Provided entries ::
===

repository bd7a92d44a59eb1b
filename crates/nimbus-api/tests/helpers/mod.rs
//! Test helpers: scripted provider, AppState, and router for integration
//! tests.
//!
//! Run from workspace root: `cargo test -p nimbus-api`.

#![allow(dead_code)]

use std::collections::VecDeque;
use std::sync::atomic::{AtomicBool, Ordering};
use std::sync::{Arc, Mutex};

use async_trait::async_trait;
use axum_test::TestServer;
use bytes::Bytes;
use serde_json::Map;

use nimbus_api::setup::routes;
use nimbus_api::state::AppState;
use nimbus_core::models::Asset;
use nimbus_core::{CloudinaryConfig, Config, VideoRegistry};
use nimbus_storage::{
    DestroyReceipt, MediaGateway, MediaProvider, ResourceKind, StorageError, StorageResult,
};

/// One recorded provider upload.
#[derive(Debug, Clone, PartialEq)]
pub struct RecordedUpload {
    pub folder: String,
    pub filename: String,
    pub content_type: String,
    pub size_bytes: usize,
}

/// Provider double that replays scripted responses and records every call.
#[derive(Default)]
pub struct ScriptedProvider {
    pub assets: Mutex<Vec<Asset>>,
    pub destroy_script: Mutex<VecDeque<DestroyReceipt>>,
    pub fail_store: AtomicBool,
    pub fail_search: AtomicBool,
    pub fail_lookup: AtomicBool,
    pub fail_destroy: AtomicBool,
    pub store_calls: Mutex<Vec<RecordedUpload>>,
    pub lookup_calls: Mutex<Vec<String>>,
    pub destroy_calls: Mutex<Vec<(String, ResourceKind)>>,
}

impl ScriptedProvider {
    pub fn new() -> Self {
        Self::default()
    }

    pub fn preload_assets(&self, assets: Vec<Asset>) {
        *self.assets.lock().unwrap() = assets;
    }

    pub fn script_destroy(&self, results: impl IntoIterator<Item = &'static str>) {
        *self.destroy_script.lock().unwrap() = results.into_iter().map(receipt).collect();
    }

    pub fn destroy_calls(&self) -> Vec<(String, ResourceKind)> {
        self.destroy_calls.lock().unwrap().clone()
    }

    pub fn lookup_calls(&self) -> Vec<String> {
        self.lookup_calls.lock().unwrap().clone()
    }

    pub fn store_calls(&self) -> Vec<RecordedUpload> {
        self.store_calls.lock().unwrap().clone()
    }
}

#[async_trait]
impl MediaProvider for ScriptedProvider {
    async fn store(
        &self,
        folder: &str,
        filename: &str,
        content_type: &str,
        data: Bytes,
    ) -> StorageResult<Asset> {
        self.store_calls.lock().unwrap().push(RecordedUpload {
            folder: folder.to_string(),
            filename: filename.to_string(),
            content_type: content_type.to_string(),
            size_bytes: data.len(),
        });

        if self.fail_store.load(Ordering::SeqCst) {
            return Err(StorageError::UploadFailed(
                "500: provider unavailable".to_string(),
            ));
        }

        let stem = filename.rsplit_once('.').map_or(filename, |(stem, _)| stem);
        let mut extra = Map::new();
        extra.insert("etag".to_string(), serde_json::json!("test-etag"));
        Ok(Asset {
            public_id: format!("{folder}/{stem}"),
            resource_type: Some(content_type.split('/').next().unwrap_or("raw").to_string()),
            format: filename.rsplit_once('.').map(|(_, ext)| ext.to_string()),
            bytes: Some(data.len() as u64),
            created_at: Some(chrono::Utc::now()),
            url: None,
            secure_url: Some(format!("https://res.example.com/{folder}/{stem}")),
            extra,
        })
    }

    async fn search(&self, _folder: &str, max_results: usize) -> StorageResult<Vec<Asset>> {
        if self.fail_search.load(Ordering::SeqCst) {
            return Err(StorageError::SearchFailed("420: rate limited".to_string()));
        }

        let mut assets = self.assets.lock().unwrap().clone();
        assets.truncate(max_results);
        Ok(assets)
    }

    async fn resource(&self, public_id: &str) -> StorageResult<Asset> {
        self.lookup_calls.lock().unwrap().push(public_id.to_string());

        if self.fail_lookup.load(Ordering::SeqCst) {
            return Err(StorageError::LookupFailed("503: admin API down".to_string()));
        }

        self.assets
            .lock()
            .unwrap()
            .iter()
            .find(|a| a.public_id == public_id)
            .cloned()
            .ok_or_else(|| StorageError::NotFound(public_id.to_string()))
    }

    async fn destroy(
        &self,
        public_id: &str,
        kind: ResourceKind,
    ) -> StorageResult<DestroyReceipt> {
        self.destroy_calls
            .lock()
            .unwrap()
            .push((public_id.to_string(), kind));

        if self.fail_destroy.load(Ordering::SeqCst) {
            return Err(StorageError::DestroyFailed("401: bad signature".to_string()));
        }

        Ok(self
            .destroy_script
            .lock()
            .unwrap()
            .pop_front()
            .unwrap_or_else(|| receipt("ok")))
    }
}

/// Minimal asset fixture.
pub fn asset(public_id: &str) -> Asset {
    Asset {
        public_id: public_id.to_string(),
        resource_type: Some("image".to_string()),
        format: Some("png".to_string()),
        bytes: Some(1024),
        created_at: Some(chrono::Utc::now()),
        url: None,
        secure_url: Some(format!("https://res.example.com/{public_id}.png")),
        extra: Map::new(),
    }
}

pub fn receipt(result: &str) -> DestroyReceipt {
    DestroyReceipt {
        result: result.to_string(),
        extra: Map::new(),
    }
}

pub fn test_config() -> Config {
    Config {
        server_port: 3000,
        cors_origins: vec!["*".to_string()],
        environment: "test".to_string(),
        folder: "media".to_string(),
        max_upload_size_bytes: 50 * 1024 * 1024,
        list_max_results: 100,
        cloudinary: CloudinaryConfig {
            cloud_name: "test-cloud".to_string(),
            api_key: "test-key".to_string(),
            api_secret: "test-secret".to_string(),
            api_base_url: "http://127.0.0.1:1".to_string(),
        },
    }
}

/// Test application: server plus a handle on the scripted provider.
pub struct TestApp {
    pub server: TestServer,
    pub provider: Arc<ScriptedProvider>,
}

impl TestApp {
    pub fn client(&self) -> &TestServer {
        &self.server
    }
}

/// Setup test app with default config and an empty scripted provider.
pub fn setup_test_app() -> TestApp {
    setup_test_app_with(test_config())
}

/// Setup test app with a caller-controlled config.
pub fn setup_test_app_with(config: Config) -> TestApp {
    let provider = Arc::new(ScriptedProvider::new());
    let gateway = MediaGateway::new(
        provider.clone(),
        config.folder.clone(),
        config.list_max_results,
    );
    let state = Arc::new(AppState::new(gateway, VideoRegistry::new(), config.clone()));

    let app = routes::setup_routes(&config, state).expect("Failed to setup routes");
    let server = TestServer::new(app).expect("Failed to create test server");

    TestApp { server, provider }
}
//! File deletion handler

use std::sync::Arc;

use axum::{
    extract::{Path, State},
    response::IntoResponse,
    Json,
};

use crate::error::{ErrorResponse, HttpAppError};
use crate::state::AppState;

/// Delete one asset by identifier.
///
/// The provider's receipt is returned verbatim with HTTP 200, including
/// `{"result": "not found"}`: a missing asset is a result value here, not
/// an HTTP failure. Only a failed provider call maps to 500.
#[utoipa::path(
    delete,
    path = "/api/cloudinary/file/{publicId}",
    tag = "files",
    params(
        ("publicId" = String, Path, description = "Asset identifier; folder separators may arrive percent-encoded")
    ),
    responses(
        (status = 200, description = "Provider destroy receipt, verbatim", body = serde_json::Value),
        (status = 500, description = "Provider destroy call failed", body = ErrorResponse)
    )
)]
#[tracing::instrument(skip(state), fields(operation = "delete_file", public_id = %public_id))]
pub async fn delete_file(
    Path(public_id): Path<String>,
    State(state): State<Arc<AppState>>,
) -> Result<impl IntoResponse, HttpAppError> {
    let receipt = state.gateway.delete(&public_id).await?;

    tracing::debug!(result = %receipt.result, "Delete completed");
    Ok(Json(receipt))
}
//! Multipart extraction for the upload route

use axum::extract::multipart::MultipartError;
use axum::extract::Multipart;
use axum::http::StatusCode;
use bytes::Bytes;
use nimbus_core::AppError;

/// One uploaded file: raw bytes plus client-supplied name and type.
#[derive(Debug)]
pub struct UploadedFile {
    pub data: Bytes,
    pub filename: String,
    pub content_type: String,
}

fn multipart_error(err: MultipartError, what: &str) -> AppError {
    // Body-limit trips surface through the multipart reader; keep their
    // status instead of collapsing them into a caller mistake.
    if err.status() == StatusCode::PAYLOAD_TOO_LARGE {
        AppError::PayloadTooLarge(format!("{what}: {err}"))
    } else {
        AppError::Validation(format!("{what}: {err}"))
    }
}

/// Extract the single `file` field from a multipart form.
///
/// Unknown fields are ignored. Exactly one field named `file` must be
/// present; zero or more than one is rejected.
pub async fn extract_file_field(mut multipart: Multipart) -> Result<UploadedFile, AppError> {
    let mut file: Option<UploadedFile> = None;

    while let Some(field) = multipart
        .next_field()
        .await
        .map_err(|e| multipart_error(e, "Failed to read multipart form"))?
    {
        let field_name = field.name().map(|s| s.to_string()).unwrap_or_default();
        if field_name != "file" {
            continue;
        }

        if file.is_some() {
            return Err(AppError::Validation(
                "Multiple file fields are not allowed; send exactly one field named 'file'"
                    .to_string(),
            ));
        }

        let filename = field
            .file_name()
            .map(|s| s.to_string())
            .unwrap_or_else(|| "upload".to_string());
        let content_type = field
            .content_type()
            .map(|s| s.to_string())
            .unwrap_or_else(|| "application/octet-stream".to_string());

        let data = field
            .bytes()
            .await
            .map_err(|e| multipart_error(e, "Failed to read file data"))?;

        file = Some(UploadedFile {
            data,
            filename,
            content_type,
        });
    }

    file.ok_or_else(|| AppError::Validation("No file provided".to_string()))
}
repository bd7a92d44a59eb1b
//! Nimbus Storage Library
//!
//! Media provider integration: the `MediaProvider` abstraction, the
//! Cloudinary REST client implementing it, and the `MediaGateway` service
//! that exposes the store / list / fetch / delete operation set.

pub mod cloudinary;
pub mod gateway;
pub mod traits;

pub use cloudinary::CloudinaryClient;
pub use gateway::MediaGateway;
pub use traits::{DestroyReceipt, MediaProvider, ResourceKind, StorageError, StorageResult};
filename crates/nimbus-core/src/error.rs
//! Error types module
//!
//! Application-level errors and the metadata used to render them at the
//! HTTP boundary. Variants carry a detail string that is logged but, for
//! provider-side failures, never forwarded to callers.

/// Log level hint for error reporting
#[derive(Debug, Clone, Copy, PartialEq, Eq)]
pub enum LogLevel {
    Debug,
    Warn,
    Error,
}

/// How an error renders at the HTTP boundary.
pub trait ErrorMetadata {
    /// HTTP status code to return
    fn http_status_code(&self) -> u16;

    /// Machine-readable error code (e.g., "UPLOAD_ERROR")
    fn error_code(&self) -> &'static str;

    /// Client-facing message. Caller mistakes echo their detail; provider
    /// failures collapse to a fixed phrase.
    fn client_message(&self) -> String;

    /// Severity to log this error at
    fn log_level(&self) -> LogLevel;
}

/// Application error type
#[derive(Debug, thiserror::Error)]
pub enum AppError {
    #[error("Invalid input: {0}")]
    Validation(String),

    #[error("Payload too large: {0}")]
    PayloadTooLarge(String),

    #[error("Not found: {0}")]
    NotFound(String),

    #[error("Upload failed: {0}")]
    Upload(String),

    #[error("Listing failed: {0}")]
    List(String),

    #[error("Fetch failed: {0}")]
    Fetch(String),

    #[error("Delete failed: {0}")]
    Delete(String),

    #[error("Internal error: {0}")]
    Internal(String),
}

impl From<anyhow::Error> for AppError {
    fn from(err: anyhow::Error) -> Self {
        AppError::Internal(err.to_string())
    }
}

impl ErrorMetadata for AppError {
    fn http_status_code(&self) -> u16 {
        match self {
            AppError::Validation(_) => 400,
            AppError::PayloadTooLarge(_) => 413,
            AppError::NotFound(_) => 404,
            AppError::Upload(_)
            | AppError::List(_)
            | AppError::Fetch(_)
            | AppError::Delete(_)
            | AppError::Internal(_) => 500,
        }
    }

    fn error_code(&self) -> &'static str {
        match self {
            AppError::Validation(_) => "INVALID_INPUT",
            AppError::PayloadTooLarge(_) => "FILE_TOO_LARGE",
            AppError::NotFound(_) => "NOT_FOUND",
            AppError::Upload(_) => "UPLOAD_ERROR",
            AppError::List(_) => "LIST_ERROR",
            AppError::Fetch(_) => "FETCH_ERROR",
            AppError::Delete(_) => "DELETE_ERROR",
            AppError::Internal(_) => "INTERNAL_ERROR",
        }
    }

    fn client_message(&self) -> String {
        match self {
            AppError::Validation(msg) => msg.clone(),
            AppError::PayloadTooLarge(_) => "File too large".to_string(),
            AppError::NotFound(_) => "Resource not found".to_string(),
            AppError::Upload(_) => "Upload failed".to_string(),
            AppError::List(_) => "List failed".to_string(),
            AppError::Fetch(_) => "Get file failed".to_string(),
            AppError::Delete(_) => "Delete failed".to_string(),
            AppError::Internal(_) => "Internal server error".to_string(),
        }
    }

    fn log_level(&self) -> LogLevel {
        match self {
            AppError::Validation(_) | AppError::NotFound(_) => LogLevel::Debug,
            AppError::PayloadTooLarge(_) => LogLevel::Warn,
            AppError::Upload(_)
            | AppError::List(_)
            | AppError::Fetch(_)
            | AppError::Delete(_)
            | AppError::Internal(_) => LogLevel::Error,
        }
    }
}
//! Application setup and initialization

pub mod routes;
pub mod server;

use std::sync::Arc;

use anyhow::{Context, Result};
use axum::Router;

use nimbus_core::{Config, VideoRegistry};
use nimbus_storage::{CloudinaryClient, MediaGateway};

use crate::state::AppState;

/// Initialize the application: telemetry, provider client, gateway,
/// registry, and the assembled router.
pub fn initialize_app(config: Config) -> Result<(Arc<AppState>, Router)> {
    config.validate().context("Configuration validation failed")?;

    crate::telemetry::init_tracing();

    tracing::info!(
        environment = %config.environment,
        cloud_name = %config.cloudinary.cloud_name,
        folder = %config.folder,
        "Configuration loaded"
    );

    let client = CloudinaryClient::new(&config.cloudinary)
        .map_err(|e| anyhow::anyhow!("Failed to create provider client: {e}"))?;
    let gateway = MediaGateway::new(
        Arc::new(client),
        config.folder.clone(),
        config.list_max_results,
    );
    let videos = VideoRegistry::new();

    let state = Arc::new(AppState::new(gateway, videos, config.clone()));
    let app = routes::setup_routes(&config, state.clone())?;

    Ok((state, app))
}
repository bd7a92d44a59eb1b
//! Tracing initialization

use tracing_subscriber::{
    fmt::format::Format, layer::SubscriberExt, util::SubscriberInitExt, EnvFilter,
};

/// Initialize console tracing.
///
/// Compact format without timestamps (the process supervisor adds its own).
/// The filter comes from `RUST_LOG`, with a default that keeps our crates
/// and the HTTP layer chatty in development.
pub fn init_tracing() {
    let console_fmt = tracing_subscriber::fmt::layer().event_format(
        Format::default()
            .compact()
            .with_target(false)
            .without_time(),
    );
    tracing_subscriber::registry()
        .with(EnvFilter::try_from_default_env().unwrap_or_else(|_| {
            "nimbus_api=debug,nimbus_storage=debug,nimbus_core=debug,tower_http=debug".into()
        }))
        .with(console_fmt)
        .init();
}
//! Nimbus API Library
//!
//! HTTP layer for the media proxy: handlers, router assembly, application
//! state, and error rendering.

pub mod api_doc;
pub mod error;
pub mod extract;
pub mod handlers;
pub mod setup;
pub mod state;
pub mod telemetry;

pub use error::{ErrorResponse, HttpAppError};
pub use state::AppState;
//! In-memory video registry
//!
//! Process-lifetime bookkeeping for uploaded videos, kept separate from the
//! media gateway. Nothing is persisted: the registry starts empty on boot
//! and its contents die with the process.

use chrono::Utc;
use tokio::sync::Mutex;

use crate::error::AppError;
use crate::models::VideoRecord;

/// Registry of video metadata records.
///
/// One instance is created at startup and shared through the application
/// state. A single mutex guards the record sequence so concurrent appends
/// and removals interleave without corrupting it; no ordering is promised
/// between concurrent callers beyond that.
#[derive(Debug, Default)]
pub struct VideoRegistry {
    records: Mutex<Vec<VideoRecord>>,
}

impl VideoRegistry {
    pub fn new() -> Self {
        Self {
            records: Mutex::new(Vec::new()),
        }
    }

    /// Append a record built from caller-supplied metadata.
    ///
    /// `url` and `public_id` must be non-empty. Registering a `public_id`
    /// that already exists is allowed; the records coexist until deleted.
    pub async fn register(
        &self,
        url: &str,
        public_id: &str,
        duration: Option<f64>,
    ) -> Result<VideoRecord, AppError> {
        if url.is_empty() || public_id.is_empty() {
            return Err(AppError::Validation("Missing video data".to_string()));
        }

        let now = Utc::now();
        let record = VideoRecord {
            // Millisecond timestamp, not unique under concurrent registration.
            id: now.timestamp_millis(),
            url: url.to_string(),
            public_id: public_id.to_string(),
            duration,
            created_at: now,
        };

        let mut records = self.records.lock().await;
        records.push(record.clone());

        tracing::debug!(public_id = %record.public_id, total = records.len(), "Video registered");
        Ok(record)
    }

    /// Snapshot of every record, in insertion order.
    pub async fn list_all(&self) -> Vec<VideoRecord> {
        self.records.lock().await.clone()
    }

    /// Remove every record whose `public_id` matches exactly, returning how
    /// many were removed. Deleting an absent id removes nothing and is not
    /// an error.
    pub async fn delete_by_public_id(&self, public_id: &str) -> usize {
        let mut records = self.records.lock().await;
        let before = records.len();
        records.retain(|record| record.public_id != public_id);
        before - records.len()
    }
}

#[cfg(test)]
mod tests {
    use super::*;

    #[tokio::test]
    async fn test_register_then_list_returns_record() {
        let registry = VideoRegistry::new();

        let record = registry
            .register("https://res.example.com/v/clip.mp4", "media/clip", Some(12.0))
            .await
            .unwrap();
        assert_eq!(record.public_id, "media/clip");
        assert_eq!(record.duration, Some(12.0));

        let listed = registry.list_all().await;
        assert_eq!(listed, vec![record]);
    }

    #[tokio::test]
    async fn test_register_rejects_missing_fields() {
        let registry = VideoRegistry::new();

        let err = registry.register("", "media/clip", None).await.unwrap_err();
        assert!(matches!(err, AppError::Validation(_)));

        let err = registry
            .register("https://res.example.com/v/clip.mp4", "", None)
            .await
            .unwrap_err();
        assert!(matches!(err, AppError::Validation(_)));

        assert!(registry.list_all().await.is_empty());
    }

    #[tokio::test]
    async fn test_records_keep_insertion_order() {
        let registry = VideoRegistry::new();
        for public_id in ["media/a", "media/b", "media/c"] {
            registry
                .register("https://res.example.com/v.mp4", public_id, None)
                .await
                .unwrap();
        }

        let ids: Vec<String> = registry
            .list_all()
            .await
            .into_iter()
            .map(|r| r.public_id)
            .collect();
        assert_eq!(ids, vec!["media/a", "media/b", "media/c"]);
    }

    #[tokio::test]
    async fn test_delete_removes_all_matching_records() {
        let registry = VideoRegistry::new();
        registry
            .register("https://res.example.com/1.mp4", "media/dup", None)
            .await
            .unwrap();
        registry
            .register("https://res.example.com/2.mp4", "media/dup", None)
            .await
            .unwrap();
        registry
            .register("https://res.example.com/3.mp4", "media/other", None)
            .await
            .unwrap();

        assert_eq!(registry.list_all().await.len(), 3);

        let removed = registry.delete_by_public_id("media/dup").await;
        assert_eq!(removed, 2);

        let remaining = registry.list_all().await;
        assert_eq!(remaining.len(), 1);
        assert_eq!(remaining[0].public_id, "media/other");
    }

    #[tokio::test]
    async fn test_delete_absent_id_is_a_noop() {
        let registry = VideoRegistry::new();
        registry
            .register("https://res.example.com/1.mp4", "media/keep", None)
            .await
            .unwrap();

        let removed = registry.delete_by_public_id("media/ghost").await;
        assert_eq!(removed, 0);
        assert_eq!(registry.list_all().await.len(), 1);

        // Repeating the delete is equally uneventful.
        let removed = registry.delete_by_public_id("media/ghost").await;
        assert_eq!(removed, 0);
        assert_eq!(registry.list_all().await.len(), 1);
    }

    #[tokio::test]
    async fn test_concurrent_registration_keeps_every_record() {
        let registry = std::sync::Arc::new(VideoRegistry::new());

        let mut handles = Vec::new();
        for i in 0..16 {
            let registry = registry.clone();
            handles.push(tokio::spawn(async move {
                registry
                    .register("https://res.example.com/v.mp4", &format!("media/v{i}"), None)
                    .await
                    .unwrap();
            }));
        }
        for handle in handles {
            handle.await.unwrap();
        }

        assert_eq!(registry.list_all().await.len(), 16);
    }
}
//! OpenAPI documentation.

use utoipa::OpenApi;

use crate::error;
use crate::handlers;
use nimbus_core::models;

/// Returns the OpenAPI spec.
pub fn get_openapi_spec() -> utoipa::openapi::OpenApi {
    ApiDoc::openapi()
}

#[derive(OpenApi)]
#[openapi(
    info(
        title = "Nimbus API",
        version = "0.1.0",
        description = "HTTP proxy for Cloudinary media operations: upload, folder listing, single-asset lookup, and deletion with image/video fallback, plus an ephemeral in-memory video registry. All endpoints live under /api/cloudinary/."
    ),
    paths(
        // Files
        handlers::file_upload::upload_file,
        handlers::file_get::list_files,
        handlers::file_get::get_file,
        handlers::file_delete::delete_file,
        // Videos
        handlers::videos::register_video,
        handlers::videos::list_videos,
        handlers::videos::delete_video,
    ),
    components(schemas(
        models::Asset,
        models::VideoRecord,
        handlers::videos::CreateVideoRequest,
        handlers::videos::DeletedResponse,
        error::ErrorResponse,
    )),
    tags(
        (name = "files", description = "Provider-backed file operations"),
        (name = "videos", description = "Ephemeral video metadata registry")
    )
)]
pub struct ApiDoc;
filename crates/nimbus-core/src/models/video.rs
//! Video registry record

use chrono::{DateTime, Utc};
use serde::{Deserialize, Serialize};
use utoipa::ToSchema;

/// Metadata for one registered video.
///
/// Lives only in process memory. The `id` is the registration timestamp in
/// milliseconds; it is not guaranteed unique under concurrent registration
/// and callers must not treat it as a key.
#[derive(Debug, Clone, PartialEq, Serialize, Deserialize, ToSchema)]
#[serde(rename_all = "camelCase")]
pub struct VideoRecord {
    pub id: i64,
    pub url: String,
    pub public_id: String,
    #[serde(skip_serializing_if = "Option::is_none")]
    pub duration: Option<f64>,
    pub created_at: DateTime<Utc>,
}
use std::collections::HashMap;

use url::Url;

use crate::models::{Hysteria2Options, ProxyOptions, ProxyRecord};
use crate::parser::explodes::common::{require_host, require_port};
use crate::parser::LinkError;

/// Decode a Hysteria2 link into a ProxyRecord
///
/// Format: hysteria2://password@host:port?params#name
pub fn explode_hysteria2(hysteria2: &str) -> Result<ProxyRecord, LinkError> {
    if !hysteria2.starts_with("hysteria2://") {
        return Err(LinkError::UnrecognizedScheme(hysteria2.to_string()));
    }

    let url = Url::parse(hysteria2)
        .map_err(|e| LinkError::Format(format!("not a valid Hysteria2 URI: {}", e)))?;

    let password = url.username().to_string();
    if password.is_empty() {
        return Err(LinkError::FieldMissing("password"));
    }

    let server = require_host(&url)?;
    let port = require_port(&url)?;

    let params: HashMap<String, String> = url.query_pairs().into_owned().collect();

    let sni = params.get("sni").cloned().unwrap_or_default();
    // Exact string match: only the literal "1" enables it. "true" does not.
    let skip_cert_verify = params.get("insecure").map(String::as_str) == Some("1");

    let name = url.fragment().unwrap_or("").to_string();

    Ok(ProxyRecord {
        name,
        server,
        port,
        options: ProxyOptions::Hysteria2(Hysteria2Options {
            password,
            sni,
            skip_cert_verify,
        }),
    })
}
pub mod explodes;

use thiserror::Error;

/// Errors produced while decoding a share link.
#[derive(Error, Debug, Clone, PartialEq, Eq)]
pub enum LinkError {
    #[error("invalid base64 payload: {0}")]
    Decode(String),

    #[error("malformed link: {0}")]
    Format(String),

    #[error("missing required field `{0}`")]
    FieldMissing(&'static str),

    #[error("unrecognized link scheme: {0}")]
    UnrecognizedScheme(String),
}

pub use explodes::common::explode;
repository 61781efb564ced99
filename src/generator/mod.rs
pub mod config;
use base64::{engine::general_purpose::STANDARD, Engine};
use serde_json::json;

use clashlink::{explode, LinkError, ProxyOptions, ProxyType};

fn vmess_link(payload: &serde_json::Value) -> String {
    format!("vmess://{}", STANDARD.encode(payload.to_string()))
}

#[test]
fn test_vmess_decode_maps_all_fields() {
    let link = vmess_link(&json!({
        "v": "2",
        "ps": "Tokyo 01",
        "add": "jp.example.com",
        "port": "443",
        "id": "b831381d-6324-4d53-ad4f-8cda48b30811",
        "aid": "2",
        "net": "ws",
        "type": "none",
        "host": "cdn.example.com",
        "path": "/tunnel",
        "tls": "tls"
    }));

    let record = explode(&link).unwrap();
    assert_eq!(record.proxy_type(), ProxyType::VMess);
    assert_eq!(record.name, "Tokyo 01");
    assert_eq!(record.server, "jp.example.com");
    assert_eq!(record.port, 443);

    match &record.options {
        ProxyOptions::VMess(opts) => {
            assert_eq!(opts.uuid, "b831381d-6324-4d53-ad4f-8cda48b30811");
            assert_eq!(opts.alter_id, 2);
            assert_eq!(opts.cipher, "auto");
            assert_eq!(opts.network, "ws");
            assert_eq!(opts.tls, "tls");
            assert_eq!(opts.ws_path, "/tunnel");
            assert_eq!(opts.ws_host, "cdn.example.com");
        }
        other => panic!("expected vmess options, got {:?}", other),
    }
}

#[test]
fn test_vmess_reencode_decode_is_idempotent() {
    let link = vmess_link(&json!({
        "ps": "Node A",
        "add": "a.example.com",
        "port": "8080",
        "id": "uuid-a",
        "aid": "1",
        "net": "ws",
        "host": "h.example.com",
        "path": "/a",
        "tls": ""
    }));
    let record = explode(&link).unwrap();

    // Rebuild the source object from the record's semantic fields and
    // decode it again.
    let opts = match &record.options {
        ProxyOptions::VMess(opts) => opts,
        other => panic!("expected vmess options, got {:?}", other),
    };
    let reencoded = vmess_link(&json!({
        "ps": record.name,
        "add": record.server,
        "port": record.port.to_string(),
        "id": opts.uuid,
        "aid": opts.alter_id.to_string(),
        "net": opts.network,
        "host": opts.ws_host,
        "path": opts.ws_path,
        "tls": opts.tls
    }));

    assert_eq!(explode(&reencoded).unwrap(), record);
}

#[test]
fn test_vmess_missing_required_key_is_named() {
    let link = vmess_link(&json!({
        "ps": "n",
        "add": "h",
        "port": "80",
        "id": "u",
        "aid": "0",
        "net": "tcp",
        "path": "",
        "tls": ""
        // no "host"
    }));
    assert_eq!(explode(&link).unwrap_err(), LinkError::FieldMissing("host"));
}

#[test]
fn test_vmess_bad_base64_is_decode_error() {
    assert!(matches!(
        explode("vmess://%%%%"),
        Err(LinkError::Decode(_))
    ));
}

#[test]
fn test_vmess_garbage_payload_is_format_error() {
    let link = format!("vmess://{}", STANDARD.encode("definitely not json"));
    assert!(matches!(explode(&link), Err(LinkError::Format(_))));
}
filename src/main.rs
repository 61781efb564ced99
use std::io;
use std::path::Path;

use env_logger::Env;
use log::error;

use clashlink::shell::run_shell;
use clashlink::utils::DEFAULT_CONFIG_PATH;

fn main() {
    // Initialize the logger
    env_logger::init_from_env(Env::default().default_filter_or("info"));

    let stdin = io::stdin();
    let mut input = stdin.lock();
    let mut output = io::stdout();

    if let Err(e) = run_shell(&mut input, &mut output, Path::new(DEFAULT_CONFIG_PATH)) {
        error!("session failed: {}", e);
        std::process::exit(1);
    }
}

===

Exercise details :: In the answer, give the lines from the first line of the data through the line with "use std::collections::VecDeque;", exactly as they appear and with no additions.

Output of the task ::
repository bd7a92d44a59eb1b
filename crates/nimbus-api/tests/helpers/mod.rs
//! Test helpers: scripted provider, AppState, and router for integration
//! tests.
//!
//! Run from workspace root: `cargo test -p nimbus-api`.

#![allow(dead_code)]

use std::collections::VecDeque;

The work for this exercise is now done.